In the presence of Antwerp mayor Bart De Wever (N-VA) and port alderman Annick De Ridder (N-VA), the construction of the second climate plant officially started on Tuesday. The design of the installation - representing an investment of 13 million euro - was done entirely in-house by Lanxess.
As a greenhouse gas, nitrous oxide is as much as three hundred times heavier on the environment than CO2.
"The locally designed installation not only neutralises nitrous oxide, but also ensures low energy consumption via heat recovery," Frederique van Baarle, who leads the business unit at Lanxess, explained.

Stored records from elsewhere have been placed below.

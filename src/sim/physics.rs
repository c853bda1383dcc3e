//! Physics engine capability
//!
//! The rigid-body engine is external. The core only needs to push forces at the
//! player body, read its state back once per tick, and keep obstacle colliders
//! where the track says they are. Collision-begin events come back as
//! `ContactEvent`s tagged with `BodyTag`.
//!
//! `HeadlessBody` and `HeadlessColliders` are a minimal stand-in used by the
//! native demo and tests. They integrate forces but do not solve contacts.

use std::collections::HashMap;

use glam::{Quat, Vec3};
use serde::{Deserialize, Serialize};

use super::segment::{ObstacleId, SegmentId};

/// Identity the engine reports in collision callbacks
#[derive(Debug, Clone, Copy, PartialEq, Eq, Hash, Serialize, Deserialize)]
pub enum BodyTag {
    Player,
    Track(SegmentId),
    Obstacle(ObstacleId),
}

/// Collision-begin between two bodies
#[derive(Debug, Clone, Copy, PartialEq, Eq)]
pub struct ContactEvent {
    pub a: BodyTag,
    pub b: BodyTag,
}

impl ContactEvent {
    pub fn with_player(other: BodyTag) -> Self {
        Self {
            a: BodyTag::Player,
            b: other,
        }
    }

    /// The non-player body, if the player is involved at all
    pub fn player_contact(&self) -> Option<BodyTag> {
        match (self.a, self.b) {
            (BodyTag::Player, other) | (other, BodyTag::Player) if other != BodyTag::Player => {
                Some(other)
            }
            _ => None,
        }
    }
}

/// Player body state read once per tick
#[derive(Debug, Clone, Copy, Default, PartialEq, Serialize, Deserialize)]
pub struct BodySnapshot {
    pub position: Vec3,
    pub velocity: Vec3,
}

/// The player's rigid body as exposed by the engine
pub trait PlayerBody {
    /// Continuous force, applied over the next physics step
    fn apply_force(&mut self, force: Vec3);
    /// Instantaneous change of momentum
    fn apply_impulse(&mut self, impulse: Vec3);
    fn apply_torque(&mut self, torque: Vec3);
    fn read_state(&self) -> BodySnapshot;
    fn set_velocity(&mut self, velocity: Vec3);
    /// Move the body and zero its velocity
    fn teleport(&mut self, position: Vec3);
}

/// Box collider registration
#[derive(Debug, Clone, Copy, PartialEq, Serialize, Deserialize)]
pub struct ColliderDesc {
    pub tag: BodyTag,
    pub position: Vec3,
    pub rotation: Quat,
    /// Full extents
    pub size: Vec3,
    /// Moved by the simulation every tick
    pub kinematic: bool,
}

/// Static and kinematic colliders owned by the engine
pub trait ColliderWorld {
    fn spawn_collider(&mut self, desc: ColliderDesc);
    fn move_collider(&mut self, tag: BodyTag, position: Vec3);
    fn despawn_collider(&mut self, tag: BodyTag);
}

/// Gravity used by the headless body
pub const HEADLESS_GRAVITY: Vec3 = Vec3::new(0.0, -19.6, 0.0);

/// Point-mass body with optional ground plane, for tests and the native demo
#[derive(Debug, Clone)]
pub struct HeadlessBody {
    pub mass: f32,
    pub position: Vec3,
    pub velocity: Vec3,
    pub angular_velocity: Vec3,
    /// Ground height and owning segment under the body, set by the host each step
    pub floor: Option<(f32, SegmentId)>,
    force: Vec3,
    torque: Vec3,
    resting: bool,
}

impl HeadlessBody {
    pub fn new(position: Vec3) -> Self {
        Self {
            mass: 1.0,
            position,
            velocity: Vec3::ZERO,
            angular_velocity: Vec3::ZERO,
            floor: None,
            force: Vec3::ZERO,
            torque: Vec3::ZERO,
            resting: false,
        }
    }

    /// Integrate accumulated forces. Returns a ground contact on landing.
    pub fn step(&mut self, dt: f32, radius: f32) -> Option<ContactEvent> {
        let accel = self.force / self.mass + HEADLESS_GRAVITY;
        self.velocity += accel * dt;
        self.angular_velocity += self.torque / self.mass * dt;
        self.position += self.velocity * dt;
        self.force = Vec3::ZERO;
        self.torque = Vec3::ZERO;

        let Some((floor, segment)) = self.floor else {
            self.resting = false;
            return None;
        };
        if self.position.y - radius > floor {
            self.resting = false;
            return None;
        }
        self.position.y = floor + radius;
        self.velocity.y = self.velocity.y.max(0.0);
        let landed = !self.resting;
        self.resting = true;
        landed.then(|| ContactEvent::with_player(BodyTag::Track(segment)))
    }
}

impl PlayerBody for HeadlessBody {
    fn apply_force(&mut self, force: Vec3) {
        self.force += force;
    }

    fn apply_impulse(&mut self, impulse: Vec3) {
        self.velocity += impulse / self.mass;
        self.resting = false;
    }

    fn apply_torque(&mut self, torque: Vec3) {
        self.torque += torque;
    }

    fn read_state(&self) -> BodySnapshot {
        BodySnapshot {
            position: self.position,
            velocity: self.velocity,
        }
    }

    fn set_velocity(&mut self, velocity: Vec3) {
        self.velocity = velocity;
    }

    fn teleport(&mut self, position: Vec3) {
        self.position = position;
        self.velocity = Vec3::ZERO;
        self.angular_velocity = Vec3::ZERO;
        self.resting = false;
    }
}

/// Collider registry without any contact solving
#[derive(Debug, Clone, Default)]
pub struct HeadlessColliders {
    pub colliders: HashMap<BodyTag, ColliderDesc>,
}

impl HeadlessColliders {
    pub fn get(&self, tag: BodyTag) -> Option<&ColliderDesc> {
        self.colliders.get(&tag)
    }

    pub fn len(&self) -> usize {
        self.colliders.len()
    }

    pub fn is_empty(&self) -> bool {
        self.colliders.is_empty()
    }
}

impl ColliderWorld for HeadlessColliders {
    fn spawn_collider(&mut self, desc: ColliderDesc) {
        self.colliders.insert(desc.tag, desc);
    }

    fn move_collider(&mut self, tag: BodyTag, position: Vec3) {
        if let Some(desc) = self.colliders.get_mut(&tag) {
            desc.position = position;
        }
    }

    fn despawn_collider(&mut self, tag: BodyTag) {
        self.colliders.remove(&tag);
    }
}
//! High score leaderboard
//!
//! Plain data, persisted by the host through `persistence::SaveData`.

use serde::{Deserialize, Serialize};

/// Maximum number of high scores to keep
pub const MAX_HIGH_SCORES: usize = 10;

/// A single high score entry
#[derive(Debug, Clone, PartialEq, Serialize, Deserialize)]
pub struct HighScoreEntry {
    /// Final score
    pub score: u64,
    /// Platforms cleared in the run
    pub platforms: u32,
    /// Coins picked up in the run
    pub coins: u32,
    /// Unix timestamp (ms) when achieved, supplied by the host
    pub timestamp: f64,
}

/// High score leaderboard
#[derive(Debug, Clone, PartialEq, Serialize, Deserialize, Default)]
pub struct HighScores {
    pub entries: Vec<HighScoreEntry>,
}

impl HighScores {
    /// Create empty leaderboard
    pub fn new() -> Self {
        Self {
            entries: Vec::new(),
        }
    }

    /// Check if a score qualifies for the leaderboard
    pub fn qualifies(&self, score: u64) -> bool {
        if score == 0 {
            return false;
        }
        if self.entries.len() < MAX_HIGH_SCORES {
            return true;
        }
        // Check if score beats the lowest entry
        self.entries.last().map(|e| score > e.score).unwrap_or(true)
    }

    /// Get the rank a score would achieve (1-indexed, None if doesn't qualify)
    pub fn potential_rank(&self, score: u64) -> Option<usize> {
        if !self.qualifies(score) {
            return None;
        }
        let rank = self.entries.iter().position(|e| score > e.score);
        Some(rank.unwrap_or(self.entries.len()) + 1)
    }

    /// Add a new entry to the leaderboard (if it qualifies)
    /// Returns the rank achieved (1-indexed) or None if didn't qualify
    pub fn add_entry(&mut self, entry: HighScoreEntry) -> Option<usize> {
        // Sorted descending by score, so the rank is the insertion point
        let rank = self.potential_rank(entry.score)?;
        self.entries.insert(rank - 1, entry);
        self.entries.truncate(MAX_HIGH_SCORES);

        Some(rank)
    }

    /// Check if the leaderboard is empty
    pub fn is_empty(&self) -> bool {
        self.entries.is_empty()
    }

    /// Get the top score (if any)
    pub fn top_score(&self) -> Option<u64> {
        self.entries.first().map(|e| e.score)
    }
}
//! Player locomotion
//!
//! Turns steering input into forces on the physics body, then derives the
//! purely visual roll/lean/squash and the smoothed camera position from the
//! body state read at the start of the tick.

use glam::Vec3;
use serde::{Deserialize, Serialize};

use super::physics::{BodySnapshot, PlayerBody};
use crate::consts::*;
use crate::settings::Settings;
use crate::{smoothing_factor, travel_progress};

/// Steering intent for one tick
#[derive(Debug, Clone, Copy, Default, PartialEq, Eq)]
pub struct MoveInput {
    pub left: bool,
    pub right: bool,
    pub jump: bool,
}

impl MoveInput {
    /// -1 for left, +1 for right, 0 for neither or both
    pub fn steer(&self, inverted: bool) -> f32 {
        let dir = match (self.left, self.right) {
            (true, false) => -1.0,
            (false, true) => 1.0,
            _ => 0.0,
        };
        if inverted { -dir } else { dir }
    }
}

/// Visual transform for the renderer. Never fed back into physics.
#[derive(Debug, Clone, Copy, PartialEq, Serialize, Deserialize)]
pub struct PlayerVisual {
    pub position: Vec3,
    /// Accumulated roll about X (radians, wrapped to [0, τ))
    pub roll: f32,
    /// Sideways lean about Z (radians)
    pub lean: f32,
    /// Non-uniform squash/stretch
    pub scale: Vec3,
}

impl Default for PlayerVisual {
    fn default() -> Self {
        Self {
            position: Vec3::ZERO,
            roll: 0.0,
            lean: 0.0,
            scale: Vec3::ONE,
        }
    }
}

/// Owns the player's physics body
#[derive(Debug)]
pub struct PlayerLocomotion<B: PlayerBody> {
    body: B,
    /// The one body read per tick
    snapshot: BodySnapshot,
    /// Set by a track contact, cleared by jumping
    grounded: bool,
    start_position: Vec3,
    visual: PlayerVisual,
    camera: Vec3,
    /// Best whole-unit displacement along the travel axis this run
    distance_score: u64,
}

impl<B: PlayerBody> PlayerLocomotion<B> {
    pub fn new(body: B) -> Self {
        let snapshot = body.read_state();
        Self {
            body,
            snapshot,
            grounded: false,
            start_position: snapshot.position,
            visual: PlayerVisual {
                position: snapshot.position,
                ..Default::default()
            },
            camera: snapshot.position + CAMERA_OFFSET,
            distance_score: 0,
        }
    }

    /// Put the ball at the start of a new run
    pub fn reset(&mut self, spawn: Vec3, settings: &Settings) {
        self.body.teleport(spawn);
        self.snapshot = self.body.read_state();
        self.grounded = false;
        self.start_position = spawn;
        self.visual = PlayerVisual {
            position: spawn,
            ..Default::default()
        };
        self.camera = spawn + settings.camera_offset;
        self.distance_score = 0;
    }

    /// Put the ball back on the track mid-run (keeps distance score)
    pub fn respawn(&mut self, position: Vec3) {
        self.body.teleport(position);
        self.snapshot = self.body.read_state();
        self.grounded = false;
        self.visual.position = position;
    }

    /// Read the body once. Everything else this tick uses the returned copy.
    pub fn read_body(&mut self) -> BodySnapshot {
        self.snapshot = self.body.read_state();
        self.snapshot
    }

    pub fn snapshot(&self) -> BodySnapshot {
        self.snapshot
    }

    pub fn set_grounded(&mut self) {
        self.grounded = true;
    }

    pub fn is_grounded(&self) -> bool {
        self.grounded
    }

    pub fn visual(&self) -> PlayerVisual {
        self.visual
    }

    pub fn camera(&self) -> Vec3 {
        self.camera
    }

    pub fn distance_score(&self) -> u64 {
        self.distance_score
    }

    pub fn body(&self) -> &B {
        &self.body
    }

    pub fn body_mut(&mut self) -> &mut B {
        &mut self.body
    }

    /// Apply this tick's forces and refresh visual/camera state.
    ///
    /// `speed` is the run's speed multiplier and scales the constant thrust.
    pub fn tick(&mut self, input: MoveInput, dt: f32, speed: f32, settings: &Settings) {
        self.body.apply_force(THRUST_FORCE * speed);

        let steer = input.steer(settings.invert_controls);
        if steer != 0.0 {
            self.body.apply_force(Vec3::X * STEER_FORCE * steer);
            self.body.apply_torque(Vec3::NEG_Z * STEER_TORQUE * steer);
        }

        if input.jump && self.grounded {
            self.grounded = false;
            self.body.apply_impulse(Vec3::Y * JUMP_IMPULSE);
            // The engine divides by its own mass
            self.snapshot.velocity = self.body.read_state().velocity;
        }

        let vx = self.snapshot.velocity.x;
        if vx.abs() > MAX_LATERAL_SPEED {
            let mut velocity = self.body.read_state().velocity;
            velocity.x = vx.clamp(-MAX_LATERAL_SPEED, MAX_LATERAL_SPEED);
            self.body.set_velocity(velocity);
            self.snapshot.velocity.x = velocity.x;
        }

        self.update_visual(dt, settings);

        let target = self.snapshot.position + settings.camera_offset;
        let k = smoothing_factor(CAMERA_SMOOTHING, dt, settings.time_scaled_smoothing);
        self.camera = self.camera.lerp(target, k);

        let displacement = travel_progress(self.snapshot.position - self.start_position).abs();
        self.distance_score = self.distance_score.max(displacement.floor() as u64);
    }

    fn update_visual(&mut self, dt: f32, settings: &Settings) {
        let velocity = self.snapshot.velocity;
        let speed = velocity.length();

        self.visual.position = self.snapshot.position;
        self.visual.roll =
            (self.visual.roll + speed * dt / PLAYER_RADIUS).rem_euclid(std::f32::consts::TAU);

        let target_lean = (-velocity.x * LEAN_PER_LATERAL_SPEED).clamp(-MAX_LEAN, MAX_LEAN);
        let k = smoothing_factor(LEAN_SMOOTHING, dt, settings.time_scaled_smoothing);
        self.visual.lean += (target_lean - self.visual.lean) * k;

        self.visual.scale = if settings.reduced_motion {
            Vec3::ONE
        } else {
            let stretch = (speed * STRETCH_PER_SPEED).min(MAX_STRETCH);
            Vec3::new(1.0 - stretch * 0.5, 1.0 - stretch * 0.5, 1.0 + stretch)
        };
    }
}
//! Track segment geometry and contents
//!
//! Everything placed on a segment (obstacles, coins, hearts) is stored in the
//! segment's local frame. `Segment::local_to_world` is the one conversion every
//! consumer (collision queries, collider sync, renderer) goes through.

use glam::{Quat, Vec3};
use serde::{Deserialize, Serialize};

use crate::{FORWARD, orientation};

/// Unique segment identity (never reused, not even across runs)
#[derive(Debug, Clone, Copy, PartialEq, Eq, Hash, PartialOrd, Ord, Serialize, Deserialize)]
pub struct SegmentId(pub u64);

/// Obstacle identity: owning segment plus slot on that segment
#[derive(Debug, Clone, Copy, PartialEq, Eq, Hash, PartialOrd, Ord, Serialize, Deserialize)]
pub struct ObstacleId {
    pub segment: SegmentId,
    pub slot: u8,
}

/// A segment carries at most one coin, so the segment id identifies it
#[derive(Debug, Clone, Copy, PartialEq, Eq, Hash, PartialOrd, Ord, Serialize, Deserialize)]
pub struct CoinId(pub SegmentId);

#[derive(Debug, Clone, Copy, PartialEq, Eq, Hash, PartialOrd, Ord, Serialize, Deserialize)]
pub struct HeartId(pub SegmentId);

/// Generation mode controlling eligible variants and obstacle spawning
#[derive(Debug, Clone, Copy, PartialEq, Eq, Default, Serialize, Deserialize)]
pub enum Pattern {
    /// Shallow NORMAL/NARROW segments, obstacles allowed
    #[default]
    FlatWithObstacles,
    /// STEEP/TURN/BANKED segments, never any obstacles
    VariedTerrain,
}

impl Pattern {
    pub fn toggled(self) -> Self {
        match self {
            Pattern::FlatWithObstacles => Pattern::VariedTerrain,
            Pattern::VariedTerrain => Pattern::FlatWithObstacles,
        }
    }
}

/// Segment shape variants
#[derive(Debug, Clone, Copy, PartialEq, Eq, Default, Serialize, Deserialize)]
pub enum SegmentVariant {
    #[default]
    Normal,
    Steep,
    Narrow,
    Banked,
    Turn,
}

/// How an obstacle moves
#[derive(Debug, Clone, Copy, PartialEq, Serialize, Deserialize)]
pub enum ObstacleMotion {
    Static,
    /// Oscillates along a world-space unit `direction` around its anchor
    Moving { direction: Vec3, speed: f32, range: f32 },
}

/// An obstacle box sitting on a segment
#[derive(Debug, Clone, Serialize, Deserialize)]
pub struct Obstacle {
    pub id: ObstacleId,
    /// Position in the owning segment's local frame
    pub local_pos: Vec3,
    /// Full box extents
    pub size: Vec3,
    pub motion: ObstacleMotion,
    /// World position at creation time. Oscillation is always relative to this.
    pub anchor: Vec3,
}

impl Obstacle {
    pub fn is_moving(&self) -> bool {
        matches!(self.motion, ObstacleMotion::Moving { .. })
    }

    /// World position at simulation time `time` (seconds)
    pub fn world_position(&self, time: f32) -> Vec3 {
        match self.motion {
            ObstacleMotion::Static => self.anchor,
            ObstacleMotion::Moving {
                direction,
                speed,
                range,
            } => self.anchor + direction * range * (time * speed).sin(),
        }
    }
}

#[derive(Debug, Clone, Copy, Serialize, Deserialize)]
pub struct Coin {
    pub id: CoinId,
    pub local_pos: Vec3,
}

#[derive(Debug, Clone, Copy, Serialize, Deserialize)]
pub struct Heart {
    pub id: HeartId,
    pub local_pos: Vec3,
}

/// One fixed stretch of track. Immutable once generated.
#[derive(Debug, Clone, Serialize, Deserialize)]
pub struct Segment {
    pub id: SegmentId,
    /// Position in the run (0-based, monotonic)
    pub index: u32,
    /// World-space center
    pub center: Vec3,
    pub width: f32,
    pub length: f32,
    pub thickness: f32,
    /// Pitch about X (negative = downhill)
    pub slope: f32,
    pub yaw: f32,
    /// Roll about the travel direction
    pub bank: f32,
    pub variant: SegmentVariant,
    pub obstacles: Vec<Obstacle>,
    pub coin: Option<Coin>,
    pub heart: Option<Heart>,
}

impl Segment {
    #[inline]
    pub fn rotation(&self) -> Quat {
        orientation(self.slope, self.yaw, self.bank)
    }

    /// Unit vector pointing down the track through this segment
    pub fn forward(&self) -> Vec3 {
        self.rotation() * FORWARD
    }

    /// Surface normal (local +Y)
    pub fn up(&self) -> Vec3 {
        self.rotation() * Vec3::Y
    }

    /// Where the track enters this segment
    pub fn start(&self) -> Vec3 {
        self.center - self.forward() * (self.length / 2.0)
    }

    /// Where the next segment begins
    pub fn end(&self) -> Vec3 {
        self.center + self.forward() * (self.length / 2.0)
    }

    /// Rotate by the segment orientation, then translate by its center
    #[inline]
    pub fn local_to_world(&self, local: Vec3) -> Vec3 {
        self.center + self.rotation() * local
    }

    #[inline]
    pub fn world_to_local(&self, world: Vec3) -> Vec3 {
        self.rotation().inverse() * (world - self.center)
    }

    /// Whether a world point projects inside the segment's top face
    pub fn footprint_contains(&self, world: Vec3) -> bool {
        let local = self.world_to_local(world);
        local.x.abs() <= self.width / 2.0 && local.z.abs() <= self.length / 2.0
    }

    /// Height of the top face directly above/below the world (x, z)
    pub fn surface_height_at(&self, x: f32, z: f32) -> f32 {
        let n = self.up();
        let top = self.center + n * (self.thickness / 2.0);
        if n.y.abs() < f32::EPSILON {
            return top.y;
        }
        top.y - (n.x * (x - top.x) + n.z * (z - top.z)) / n.y
    }

    /// Point resting on the top face at the segment center
    pub fn spawn_point(&self, clearance: f32) -> Vec3 {
        self.local_to_world(Vec3::new(0.0, self.thickness / 2.0 + clearance, 0.0))
    }

    pub fn coin_world_position(&self) -> Option<Vec3> {
        self.coin.map(|c| self.local_to_world(c.local_pos))
    }

    pub fn heart_world_position(&self) -> Option<Vec3> {
        self.heart.map(|h| self.local_to_world(h.local_pos))
    }

    /// Full extents of the slab (width, thickness, length)
    pub fn extents(&self) -> Vec3 {
        Vec3::new(self.width, self.thickness, self.length)
    }
}

#[cfg(test)]
mod tests {
    use super::*;

    fn flat_segment() -> Segment {
        Segment {
            id: SegmentId(1),
            index: 0,
            center: Vec3::new(0.0, 0.0, -30.0),
            width: 16.0,
            length: 60.0,
            thickness: 1.0,
            slope: 0.0,
            yaw: 0.0,
            bank: 0.0,
            variant: SegmentVariant::Normal,
            obstacles: Vec::new(),
            coin: None,
            heart: None,
        }
    }

    #[test]
    fn test_start_and_end_span_length() {
        let seg = flat_segment();
        assert!(seg.start().abs_diff_eq(Vec3::ZERO, 1e-5));
        assert!(seg.end().abs_diff_eq(Vec3::new(0.0, 0.0, -60.0), 1e-5));
    }

    #[test]
    fn test_local_world_round_trip_on_rotated_segment() {
        let mut seg = flat_segment();
        seg.slope = -0.4;
        seg.yaw = 0.3;
        seg.bank = 0.2;
        let local = Vec3::new(3.0, 1.5, -7.0);
        let back = seg.world_to_local(seg.local_to_world(local));
        assert!(back.abs_diff_eq(local, 1e-4));
    }

    #[test]
    fn test_footprint_and_surface_height() {
        let mut seg = flat_segment();
        assert!(seg.footprint_contains(Vec3::new(7.0, 5.0, -10.0)));
        assert!(!seg.footprint_contains(Vec3::new(9.0, 0.0, -10.0)));
        assert!((seg.surface_height_at(0.0, -30.0) - 0.5).abs() < 1e-5);

        // Downhill: surface drops further along -Z
        seg.slope = -0.2;
        assert!(seg.surface_height_at(0.0, -50.0) < seg.surface_height_at(0.0, -10.0));
    }

    #[test]
    fn test_moving_obstacle_oscillates_about_anchor() {
        let anchor = Vec3::new(1.0, 2.0, 3.0);
        let obstacle = Obstacle {
            id: ObstacleId {
                segment: SegmentId(1),
                slot: 0,
            },
            local_pos: Vec3::ZERO,
            size: Vec3::splat(2.0),
            motion: ObstacleMotion::Moving {
                direction: Vec3::X,
                speed: 2.0,
                range: 3.0,
            },
            anchor,
        };
        assert!(obstacle.world_position(0.0).abs_diff_eq(anchor, 1e-6));
        let quarter = std::f32::consts::FRAC_PI_2 / 2.0;
        assert!(
            obstacle
                .world_position(quarter)
                .abs_diff_eq(anchor + Vec3::X * 3.0, 1e-4)
        );
    }

    #[test]
    fn test_pattern_toggle() {
        assert_eq!(Pattern::default(), Pattern::FlatWithObstacles);
        assert_eq!(Pattern::FlatWithObstacles.toggled(), Pattern::VariedTerrain);
        assert_eq!(Pattern::VariedTerrain.toggled(), Pattern::FlatWithObstacles);
    }
}
//! Versioned save envelope

use serde::{Deserialize, Serialize};

use crate::highscores::HighScores;
use crate::settings::Settings;
use crate::shop::Shop;
use crate::sim::RunState;

/// Key the host should store the envelope under
pub const SAVE_KEY: &str = "roll_runner_save";

/// Current envelope version
pub const SAVE_VERSION: u32 = 1;

/// Everything that survives between sessions
#[derive(Debug, Clone, PartialEq, Serialize, Deserialize)]
pub struct SaveData {
    pub version: u32,
    pub coins: u64,
    pub high_score: u64,
    #[serde(default)]
    pub leaderboard: HighScores,
    #[serde(default)]
    pub shop: Shop,
    #[serde(default)]
    pub settings: Settings,
}

impl Default for SaveData {
    fn default() -> Self {
        Self {
            version: SAVE_VERSION,
            coins: 0,
            high_score: 0,
            leaderboard: HighScores::new(),
            shop: Shop::default(),
            settings: Settings::default(),
        }
    }
}

impl SaveData {
    /// Snapshot the persistent parts of a run state
    pub fn capture(run: &RunState, settings: &Settings) -> Self {
        Self {
            version: SAVE_VERSION,
            coins: run.coins,
            high_score: run.high_score,
            leaderboard: run.leaderboard.clone(),
            shop: run.shop.clone(),
            settings: settings.clone(),
        }
    }

    /// Copy persistent values into a run state
    pub fn apply_to(&self, run: &mut RunState) {
        run.coins = self.coins;
        run.high_score = self.high_score.max(self.leaderboard.top_score().unwrap_or(0));
        run.leaderboard = self.leaderboard.clone();
        run.shop = self.shop.clone();
        if !run.shop.owns(run.shop.equipped) {
            run.shop.equipped = Shop::default().equipped;
        }
    }

    pub fn to_json(&self) -> serde_json::Result<String> {
        serde_json::to_string(self)
    }

    pub fn from_json(json: &str) -> serde_json::Result<Self> {
        let data: SaveData = serde_json::from_str(json)?;
        if data.version > SAVE_VERSION {
            log::warn!(
                "Save version {} is newer than supported {}",
                data.version,
                SAVE_VERSION
            );
        }
        Ok(data)
    }

    /// Decode, or start fresh if the stored value is unreadable
    pub fn from_json_or_default(json: &str) -> Self {
        match Self::from_json(json) {
            Ok(data) => {
                log::info!("Loaded save ({} coins, best {})", data.coins, data.high_score);
                data
            }
            Err(e) => {
                log::warn!("Corrupt save, starting fresh: {}", e);
                Self::default()
            }
        }
    }
}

A core with catalyst - a substance that speeds up a chemical process - breaks down nitrous oxide in the plant to nitrogen, among other things.
"With this pioneering technology, we have the ambition to become climate neutral by 2040," said Hubert Fink of Lanxess. "We have already invested 40 million euro in innovation in Belgium in recent years."
According to Lanxess, the climate installation is separate from any savings at the company through the European Emissions Trading Scheme (ETS).
Antwerp mayor De Wever argues that Lanxess was already working on sustainability before it became a popular theme.
"The company has a special position in the port," De Wever said. "I see a huge motivation. But the transition to a climate neutral economy unfortunately cannot happen overnight."